A significant number of women treated for breast cancer develop long-term fatigue afterwards. Previous research has suggested that fatigue may be due to a prolonged inflammatory response. However, there are conflicting results and the exact nature of the disturbance remains unclear.

To identify inflammatory markers associated with fatigue.

We recruited women from a breast cancer follow-up clinic and categorised them on the basis of a diagnostic interview as to whether they met the criteria for cancer-related fatigue syndrome (cases) or not (controls). We took plasma samples from each participant to analyse subsequently using a panel of 88 biological markers.

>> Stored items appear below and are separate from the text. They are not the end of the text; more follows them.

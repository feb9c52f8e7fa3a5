//! Fixed protocol constants
//!
//! These values are part of the device's compatibility surface and must not
//! be made configurable: the line card exposes exactly four PON channels and
//! the firmware expects the handshake/provisioning cadence below.

use std::time::Duration;

/// Identifier of one PON channel on the line card
pub type ChannelId = u8;

/// The fixed channel set of the line card
///
/// Every multi-channel provisioning phase fans out one command per entry,
/// in increasing channel-id order.
pub const CHANNELS: [ChannelId; 4] = [0, 1, 2, 3];

/// Number of PON channels
pub const CHANNEL_COUNT: usize = CHANNELS.len();

/// Timeout for the protocol-version and OLT-version handshake waits
pub const HANDSHAKE_TIMEOUT: Duration = Duration::from_secs(1);

/// Timeout for every provisioning wait (optics, IO-optics, query, add, alarm)
pub const PROVISIONING_TIMEOUT: Duration = Duration::from_secs(3);

/// Interval of the steady-state keepalive request once operational
pub const KEEPALIVE_INTERVAL: Duration = Duration::from_secs(1);

/// Initial handshake retry budget
///
/// Decremented on each handshake timeout; a decrement below zero is fatal.
/// The budget is shared between the protocol-version and OLT-version waits.
pub const INITIAL_RETRY_BUDGET: i8 = 3;
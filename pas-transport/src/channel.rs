//! In-memory channel-backed link
//!
//! [`ChannelLink`] carries frames over a pair of tokio mpsc channels. It is
//! the loopback implementation of [`OltLink`]: integration tests and local
//! tooling stand in for the device on the [`LinkPeer`] side, while the
//! sequencer drives the link exactly as it would a raw interface.

use async_trait::async_trait;
use bytes::Bytes;
use pas_core::{ChannelId, PasError, PasResult};
use tokio::sync::mpsc::{self, UnboundedReceiver, UnboundedSender};

use crate::frame::{MacAddress, PonFrame};
use crate::link::OltLink;

/// Channel-backed link to a simulated device
pub struct ChannelLink {
    local: MacAddress,
    target: MacAddress,
    tx: UnboundedSender<PonFrame>,
    rx: UnboundedReceiver<PonFrame>,
}

/// Device side of a [`ChannelLink`]
///
/// Frames the sequencer transmits arrive on `rx`; frames pushed into `tx`
/// are delivered to the sequencer's receive path (subject to its address
/// filter).
pub struct LinkPeer {
    /// Frames sent by the sequencer
    pub rx: UnboundedReceiver<PonFrame>,
    /// Inject frames toward the sequencer
    pub tx: UnboundedSender<PonFrame>,
}

impl ChannelLink {
    /// Create a connected link/peer pair
    ///
    /// # Arguments
    /// * `local` - Address the link stamps as frame source on send
    /// * `target` - Address of the simulated device
    #[must_use]
    pub fn pair(local: MacAddress, target: MacAddress) -> (Self, LinkPeer) {
        let (out_tx, out_rx) = mpsc::unbounded_channel();
        let (in_tx, in_rx) = mpsc::unbounded_channel();
        (
            Self {
                local,
                target,
                tx: out_tx,
                rx: in_rx,
            },
            LinkPeer {
                rx: out_rx,
                tx: in_tx,
            },
        )
    }

    fn closed() -> PasError {
        PasError::Link(std::io::Error::new(
            std::io::ErrorKind::ConnectionAborted,
            "link peer is gone",
        ))
    }
}

#[async_trait]
impl OltLink for ChannelLink {
    fn target(&self) -> MacAddress {
        self.target
    }

    async fn send(&mut self, payload: Bytes, channel: Option<ChannelId>) -> PasResult<()> {
        let frame = PonFrame::new(self.local, self.target, channel, payload);
        self.tx.send(frame).map_err(|_| Self::closed())
    }

    async fn recv(&mut self) -> PasResult<PonFrame> {
        loop {
            let frame = self.rx.recv().await.ok_or_else(Self::closed)?;
            if self.accepts(&frame) {
                return Ok(frame);
            }
            log::debug!("dropping frame from foreign source {}", frame.src);
        }
    }
}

90 samples were analysed in total (45 cases and 45 controls). A factorial analysis of variance (using age as a fixed factor) demonstrated a number of differences in inflammatory cytokines. There were 28 significantly different analytes in total. Granulocyte colony stimulating factor was the most significantly different analyte (p<0.001). Many of the significant analytes were chemokine ligands found to be linked through an inflammatory pathway promoting T-cell and granulocyte production and activation.

Our results add further weight to the hypothesis that cancer-related fatigue syndrome is associated with an increased pro-inflammatory immune response. Our findings indicate that these cytokine changes could underpin the subjective symptoms, such as perceived muscle weakness and concentration difficulties, experienced by women who feel fatigued after treatment.